> [EXERCISE DIRECTIONS]:
Return each line of the entries that mentions the word "NaiveDate".

[STORED DATA]

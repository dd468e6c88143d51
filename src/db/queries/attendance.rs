use super::{
    conversion_error, expect_one, get_date, get_opt_ts, get_position, get_ts, opt_ts_to_db,
    ts_to_db,
};
use crate::errors::{AppError, AppResult};
use crate::models::attendance::AttendanceRecord;
use crate::models::verdict::Verdict;
use chrono::NaiveDate;
use rusqlite::{Connection, OptionalExtension, Row, params};

fn verdict_col(row: &Row, col: &str) -> rusqlite::Result<Verdict> {
    let raw: String = row.get(col)?;
    Verdict::from_db_str(&raw)
        .ok_or_else(|| conversion_error(0, AppError::Other(format!("Invalid verdict: {}", raw))))
}

fn opt_verdict_col(row: &Row, col: &str) -> rusqlite::Result<Option<Verdict>> {
    let raw: Option<String> = row.get(col)?;
    match raw {
        None => Ok(None),
        Some(s) => Verdict::from_db_str(&s).map(Some).ok_or_else(|| {
            conversion_error(0, AppError::Other(format!("Invalid verdict: {}", s)))
        }),
    }
}

pub fn map_attendance(row: &Row) -> rusqlite::Result<AttendanceRecord> {
    Ok(AttendanceRecord {
        id: row.get("id")?,
        worker_id: row.get("worker_id")?,
        zone_id: row.get("zone_id")?,
        check_in_date: get_date(row, "check_in_date")?,
        check_in_time: get_ts(row, "check_in_time")?,
        check_out_time: get_opt_ts(row, "check_out_time")?,
        reported_position: get_position(row, "check_in")?,
        check_out_position: get_position(row, "check_out")?,
        check_in_verdict: verdict_col(row, "check_in_verdict")?,
        check_in_distance: row.get("check_in_distance")?,
        check_out_verdict: opt_verdict_col(row, "check_out_verdict")?,
        check_out_distance: row.get("check_out_distance")?,
        work_duration_minutes: row.get("work_duration_minutes")?,
        verification_status: verdict_col(row, "verification_status")?,
        is_manual_entry: row.get::<_, i32>("is_manual")? == 1,
        manual_reason: row.get("manual_reason")?,
        reviewer_id: row.get("reviewer_id")?,
        review_note: row.get("review_note")?,
        version: row.get("version")?,
    })
}

/// Insert a new record; `id` and `version` of the argument are ignored.
pub fn insert_attendance(conn: &Connection, rec: &AttendanceRecord) -> AppResult<i64> {
    let pos = rec.reported_position;
    conn.execute(
        "INSERT INTO attendance (
            worker_id, zone_id, check_in_date, check_in_time,
            check_in_lat, check_in_lng, check_in_accuracy,
            check_in_verdict, check_in_distance, verification_status,
            is_manual, manual_reason, reviewer_id, version
         ) VALUES (?1, ?2, ?3, ?4, ?5, ?6, ?7, ?8, ?9, ?10, ?11, ?12, ?13, 1)",
        params![
            rec.worker_id,
            rec.zone_id,
            rec.check_in_date.format("%Y-%m-%d").to_string(),
            ts_to_db(&rec.check_in_time),
            pos.map(|p| p.lat),
            pos.map(|p| p.lng),
            pos.map(|p| p.accuracy),
            rec.check_in_verdict.to_db_str(),
            rec.check_in_distance,
            rec.verification_status.to_db_str(),
            if rec.is_manual_entry { 1 } else { 0 },
            rec.manual_reason,
            rec.reviewer_id,
        ],
    )?;
    Ok(conn.last_insert_rowid())
}

pub fn find_attendance(conn: &Connection, id: i64) -> AppResult<Option<AttendanceRecord>> {
    let mut stmt = conn.prepare_cached("SELECT * FROM attendance WHERE id = ?1")?;
    Ok(stmt.query_row([id], map_attendance).optional()?)
}

pub fn get_attendance(conn: &Connection, id: i64) -> AppResult<AttendanceRecord> {
    find_attendance(conn, id)?
        .ok_or_else(|| AppError::NotFound(format!("attendance record {}", id)))
}

/// The worker's record for `date` that has no check-out yet.
pub fn find_open_for_day(
    conn: &Connection,
    worker_id: i64,
    date: &NaiveDate,
) -> AppResult<Option<AttendanceRecord>> {
    let mut stmt = conn.prepare_cached(
        "SELECT * FROM attendance
         WHERE worker_id = ?1 AND check_in_date = ?2 AND check_out_time IS NULL
         LIMIT 1",
    )?;
    Ok(stmt
        .query_row(
            params![worker_id, date.format("%Y-%m-%d").to_string()],
            map_attendance,
        )
        .optional()?)
}

pub fn list_attendance_for_worker(
    conn: &Connection,
    worker_id: i64,
) -> AppResult<Vec<AttendanceRecord>> {
    let mut stmt = conn.prepare_cached(
        "SELECT * FROM attendance WHERE worker_id = ?1 ORDER BY check_in_time DESC, id DESC",
    )?;
    let rows = stmt.query_map([worker_id], map_attendance)?;

    let mut out = Vec::new();
    for r in rows {
        out.push(r?);
    }
    Ok(out)
}

/// Persist every mutable column of `rec`, guarded by its version.
/// Returns the record as stored (with the bumped version).
pub fn update_attendance(conn: &Connection, rec: &AttendanceRecord) -> AppResult<AttendanceRecord> {
    let out_pos = rec.check_out_position;
    let changed = conn.execute(
        "UPDATE attendance SET
            check_out_time = ?1,
            check_out_lat = ?2,
            check_out_lng = ?3,
            check_out_accuracy = ?4,
            check_in_verdict = ?5,
            check_out_verdict = ?6,
            check_out_distance = ?7,
            verification_status = ?8,
            reviewer_id = ?9,
            work_duration_minutes = ?10,
            review_note = ?11,
            version = version + 1
         WHERE id = ?12 AND version = ?13",
        params![
            opt_ts_to_db(&rec.check_out_time),
            out_pos.map(|p| p.lat),
            out_pos.map(|p| p.lng),
            out_pos.map(|p| p.accuracy),
            rec.check_in_verdict.to_db_str(),
            rec.check_out_verdict.map(|v| v.to_db_str()),
            rec.check_out_distance,
            rec.verification_status.to_db_str(),
            rec.reviewer_id,
            rec.work_duration_minutes,
            rec.review_note,
            rec.id,
            rec.version,
        ],
    )?;
    expect_one(changed, format!("attendance record {}", rec.id))?;

    Ok(AttendanceRecord {
        version: rec.version + 1,
        ..rec.clone()
    })
}
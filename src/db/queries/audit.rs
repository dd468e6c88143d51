use super::{conversion_error, get_ts, ts_to_db};
use crate::errors::{AppError, AppResult};
use crate::models::appeal::{EntityKind, EntityRef};
use chrono::{DateTime, Utc};
use rusqlite::{Connection, Row, params};
use serde::Serialize;

/// One state transition, as seen by the audit trail.
#[derive(Debug, Clone, Serialize)]
pub struct AuditEntry {
    pub actor_id: i64,
    pub entity: EntityRef,
    pub operation: &'static str,
    pub old_state: Option<String>,
    pub new_state: String,
    pub message: String,
}

#[derive(Debug, Clone, Serialize)]
pub struct AuditRecord {
    pub id: i64,
    pub recorded_at: DateTime<Utc>,
    pub actor_id: i64,
    pub entity: EntityRef,
    pub operation: String,
    pub old_state: Option<String>,
    pub new_state: String,
    pub message: String,
}

fn map_audit(row: &Row) -> rusqlite::Result<AuditRecord> {
    let kind_str: String = row.get("entity_type")?;
    let kind = EntityKind::from_db_str(&kind_str).ok_or_else(|| {
        conversion_error(0, AppError::Other(format!("Invalid entity type: {}", kind_str)))
    })?;

    Ok(AuditRecord {
        id: row.get("id")?,
        recorded_at: get_ts(row, "recorded_at")?,
        actor_id: row.get("actor_id")?,
        entity: EntityRef::new(kind, row.get("entity_id")?),
        operation: row.get("operation")?,
        old_state: row.get("old_state")?,
        new_state: row.get("new_state")?,
        message: row.get::<_, Option<String>>("message")?.unwrap_or_default(),
    })
}

pub fn insert_audit(conn: &Connection, entry: &AuditEntry) -> AppResult<()> {
    let mut stmt = conn.prepare_cached(
        "INSERT INTO audit (
            recorded_at, actor_id, entity_type, entity_id,
            operation, old_state, new_state, message
         ) VALUES (?1, ?2, ?3, ?4, ?5, ?6, ?7, ?8)",
    )?;
    stmt.execute(params![
        ts_to_db(&Utc::now()),
        entry.actor_id,
        entry.entity.kind().to_db_str(),
        entry.entity.id(),
        entry.operation,
        entry.old_state,
        entry.new_state,
        entry.message,
    ])?;
    Ok(())
}

pub fn list_audit_for_entity(conn: &Connection, entity: &EntityRef) -> AppResult<Vec<AuditRecord>> {
    let mut stmt = conn.prepare_cached(
        "SELECT * FROM audit WHERE entity_type = ?1 AND entity_id = ?2 ORDER BY id ASC",
    )?;
    let rows = stmt.query_map(params![entity.kind().to_db_str(), entity.id()], map_audit)?;

    let mut out = Vec::new();
    for r in rows {
        out.push(r?);
    }
    Ok(out)
}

[/STORED DATA]

> [TASK RESPONSE]:
use chrono::NaiveDate;
    date: &NaiveDate,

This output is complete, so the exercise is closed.